While Glasman’s thinking has begun to pepper the speeches of Labour’s leader, to whom he acts as an informal adviser, he is not an unalloyed critic of New Labour: ‘In the early Blair days’, he suggests, ‘there was very strong language about family, there was a very strong commitment to what he called Christian socialism, there was a very strong discourse on responsibility and the work ethic, there was a real love of the history of the Labour movement, there was a real understanding of … the daily experience of people’s lives. There was a real combination of tradition and modernisation and I think the key to Blair’s success was that alchemy.’
Blue Labour, argues Glasman’ is ‘an attempt to improve and strengthen the early days of New Labour … It is the place where New Labour needs to go next.’
‘The blue refers to the centrality of family life, a recognition of the importance of faith, a real commitment to the work ethic, a very casual but nonetheless profound patriotism that people feel about England,’ he suggests.
Flag, faith and family, the oft-cited shorthand for the blue Labour agenda, is not, Glasman is keen to point out, ‘a phrase I have ever uttered myself’. Nonetheless, it is its ‘excessively polemical’ nature, rather than the sentiments themselves, with which Glasman finds issue. But he is dismissive of any suggestion that blue Labour mythologises an age when women knew their place, ethnic minorities were second-class citizens, and respect for family life translated into the persecution of gay men. ‘I’m Jewish, so I know that story’, he responds. Instead, he believes, there are two sides to England: ‘the monarchist, reactionary, Anglican supremacist ruling-class England’ and ‘the Labour movement England’. The story of the latter is ‘resistance to the domination of the rich and powerful’ and the attempt to have ‘working people recognised’. It’s that story – stretching back to 1066 when people resisted the king and the Normans, through the assertion of the rights of the Commons against the king in parliament, and the resistance to the enclosures – that Glasman believes Labour should honour and reconnect with.
Critics, however, will argue that Glasman’s call for Labour to marry tradition and modernisation suffers from the same desire to triangulate, or split the difference, between difficult choices that New Labour was so often accused of. Glasman disagrees: ‘Any successful coalition that comes out now will be a blend of the traditional and the modern. Blue Labour is paradoxical, not contradictory. Politics is always a mixture in that way and successful strategic politics weirdly is rooted in that.’ That belief in balance and in recognising the paradoxical without shunning it is central to Glasman’s thinking.

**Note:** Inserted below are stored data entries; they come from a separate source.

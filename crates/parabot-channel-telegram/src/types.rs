//! Telegram Bot API types (minimal subset).

use serde::{Deserialize, Serialize};

use parabot_types::Keyboard;

/// Generic Telegram API response wrapper.
#[derive(Debug, Deserialize)]
#[serde(bound(deserialize = "T: serde::de::DeserializeOwned"))]
pub struct ApiResponse<T> {
    pub ok: bool,
    #[serde(default)]
    pub result: Option<T>,
    #[serde(default)]
    pub description: Option<String>,
}

/// Bot identity returned by `getMe`.
#[derive(Debug, Deserialize)]
pub struct BotInfo {
    pub id: i64,
    pub is_bot: bool,
    pub first_name: String,
    #[serde(default)]
    pub username: Option<String>,
}

/// A Telegram Update object.
#[derive(Debug, Deserialize)]
pub struct Update {
    pub update_id: i64,
    #[serde(default)]
    pub message: Option<TgMessage>,
}

/// A Telegram message.
#[derive(Debug, Deserialize)]
pub struct TgMessage {
    pub message_id: i64,
    pub date: i64,
    #[serde(default)]
    pub from: Option<User>,
    pub chat: Chat,
    #[serde(default)]
    pub text: Option<String>,
    #[serde(default)]
    pub entities: Vec<MessageEntity>,
}

/// A message entity (bold, command, mention, etc.).
#[derive(Debug, Deserialize)]
pub struct MessageEntity {
    #[serde(rename = "type")]
    pub entity_type: String,
    pub offset: i64,
    pub length: i64,
}

/// A Telegram user.
#[derive(Debug, Deserialize)]
pub struct User {
    pub id: i64,
    pub is_bot: bool,
    pub first_name: String,
    #[serde(default)]
    pub last_name: Option<String>,
    #[serde(default)]
    pub username: Option<String>,
}

impl User {
    /// Build a display name from first + last name.
    pub fn display_name(&self) -> String {
        match &self.last_name {
            Some(last) => format!("{} {last}", self.first_name),
            None => self.first_name.clone(),
        }
    }
}

/// A Telegram chat.
#[derive(Debug, Deserialize)]
pub struct Chat {
    pub id: i64,
    #[serde(rename = "type")]
    pub chat_type: String,
}

/// Parameters for `getUpdates`.
#[derive(Debug, Serialize)]
pub struct GetUpdatesParams {
    #[serde(skip_serializing_if = "Option::is_none")]
    pub offset: Option<i64>,
    #[serde(skip_serializing_if = "Option::is_none")]
    pub timeout: Option<i64>,
    #[serde(skip_serializing_if = "Option::is_none")]
    pub allowed_updates: Option<Vec<String>>,
}

/// One button of a reply keyboard.
#[derive(Debug, Serialize)]
pub struct KeyboardButton {
    pub text: String,
}

/// Custom keyboard shown instead of the system one.
#[derive(Debug, Serialize)]
pub struct ReplyKeyboardMarkup {
    pub keyboard: Vec<Vec<KeyboardButton>>,
    pub resize_keyboard: bool,
    pub is_persistent: bool,
}

impl From<&Keyboard> for ReplyKeyboardMarkup {
    fn from(keyboard: &Keyboard) -> Self {
        Self {
            keyboard: keyboard
                .rows
                .iter()
                .map(|row| {
                    row.iter()
                        .map(|label| KeyboardButton {
                            text: label.clone(),
                        })
                        .collect()
                })
                .collect(),
            resize_keyboard: true,
            is_persistent: true,
        }
    }
}

/// Parameters for `sendMessage`.
#[derive(Debug, Serialize)]
pub struct SendMessageParams {
    pub chat_id: i64,
    pub text: String,
    #[serde(skip_serializing_if = "Option::is_none")]
    pub reply_markup: Option<ReplyKeyboardMarkup>,
}

/// A bot command for `setMyCommands`.
#[derive(Debug, Serialize)]
pub struct BotCommand {
    pub command: String,
    pub description: String,
}

/// Parameters for `setMyCommands`.
#[derive(Debug, Serialize)]
pub struct SetMyCommandsParams {
    pub commands: Vec<BotCommand>,
}
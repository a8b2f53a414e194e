use serde::{Deserialize, Serialize};

// ──────────────────── Channel Types ────────────────────

/// Message from an external channel to the dispatcher.
#[derive(Debug, Clone, Serialize, Deserialize)]
pub struct InboundMessage {
    /// Channel type (e.g. "telegram").
    pub channel_type: String,
    /// Unique channel instance ID.
    pub channel_id: String,
    /// External user identifier, checked against the authorized user.
    pub sender_id: i64,
    /// Display name of the sender.
    #[serde(default, skip_serializing_if = "Option::is_none")]
    pub sender_name: Option<String>,
    /// Chat the reply should go to.
    pub chat_id: i64,
    /// Message text content.
    pub text: String,
    /// Bot command name without the leading slash or `@botname` suffix.
    #[serde(default, skip_serializing_if = "Option::is_none")]
    pub command: Option<String>,
    /// Message timestamp (unix milliseconds).
    pub timestamp: i64,
}

/// Message from the dispatcher or notifier to an external channel.
#[derive(Debug, Clone, Serialize, Deserialize)]
pub struct OutboundMessage {
    /// Recipient chat on the external platform.
    pub chat_id: i64,
    /// Message text content.
    pub text: String,
    /// Reply keyboard to show under the input field.
    #[serde(default, skip_serializing_if = "Option::is_none")]
    pub keyboard: Option<Keyboard>,
}

impl OutboundMessage {
    /// A plain text message without a keyboard.
    pub fn text(chat_id: i64, text: impl Into<String>) -> Self {
        Self {
            chat_id,
            text: text.into(),
            keyboard: None,
        }
    }

    /// Attach a reply keyboard.
    pub fn with_keyboard(mut self, keyboard: Keyboard) -> Self {
        self.keyboard = Some(keyboard);
        self
    }
}

/// Rows of button labels. Pressing a button sends its label as plain text.
#[derive(Debug, Clone, PartialEq, Eq, Serialize, Deserialize)]
pub struct Keyboard {
    pub rows: Vec<Vec<String>>,
}

/// Status of a channel plugin.
#[derive(Debug, Clone, Serialize, Deserialize, PartialEq, Eq)]
#[serde(rename_all = "snake_case")]
pub enum ChannelStatus {
    /// Channel is not running.
    Stopped,
    /// Channel is initializing.
    Starting,
    /// Channel is running and accepting messages.
    Running,
    /// Channel encountered an error.
    Error(String),
}
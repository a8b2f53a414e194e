//! Offline views printed by `parabot show` and `parabot check`.

use chrono::{Duration, NaiveDateTime};

use parabot_config::ScheduleSettings;
use parabot_gateway::handlers::WEEK_SPAN;
use parabot_schedule::{Catalog, format_day, format_week, parse_date};

/// Render `what` (today, tomorrow, week or a date) as the bot would.
pub fn render(catalog: &Catalog, now: NaiveDateTime, what: &str) -> Option<String> {
    let today = now.date();
    let text = match what.trim().to_lowercase().as_str() {
        "" | "today" => format_day(catalog, now, today),
        "tomorrow" => format_day(catalog, now, today + Duration::days(1)),
        "week" => format_week(catalog, now, today, WEEK_SPAN),
        other => format_day(catalog, now, parse_date(other, today)?),
    };
    Some(text)
}

/// Configuration summary for `parabot check`.
pub fn summary(settings: &ScheduleSettings, catalog: &Catalog, now: NaiveDateTime) -> String {
    let today = now.date();
    format!(
        "schedule: {}\n\
         timezone: {}\n\
         anchor: {}\n\
         today: {} ({})\n\
         lessons: week 1 = {}, week 2 = {}",
        settings.schedule_path.display(),
        settings.timezone.name(),
        catalog.anchor,
        today.format("%d.%m.%Y"),
        catalog.week_parity(today),
        catalog.week1.lesson_count(),
        catalog.week2.lesson_count(),
    )
}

Glasman’s critique of New Labour defies the normal left-right categorisation. He has a visceral dislike of statism and bemoans the decline of the trade union right which shared that disdain. His admiration for the former AEEU leader, Ken Jackson, appears to stem from his ‘quite militant working-class objection to bossy progressivism and a certain type of public sector managerial Fabianism’. For similar reasons, Glasman has little time for ‘the Kinnock-Hattersley-Brown position which says that the problem with the last Labour government was roughly that we didn’t spend enough money. Now I don’t think that’s taken particularly seriously anywhere and I certainly don’t think it’s taken seriously in the present leadership.’
New Labour’s approach to globalisation, immigration and its conception of fairness, however, lies at the heart of the party’s estrangement from working people, believes Glasman. Globalisation, he argues, may be a fact, but it is not a fate. ‘There are different strategies of … mediation and the one that appeals to me most is the one pursued by Germany.’ Indeed, the strength of the German economy throughout the downturn is evidence that we cannot ‘really argue with the superiority of their model’. Glasman is keen to reel off a host of its features – robust vocational training, regional banks, works councils and what he terms a ‘distribution of the burdens’ between workforce and management. He contrasts them with Britain where there has been ‘a massive increase in managerial pay, massive sovereignty of managerial control, always the workforce having to pay the price, and industrial decline and a lack of real private sector growth.’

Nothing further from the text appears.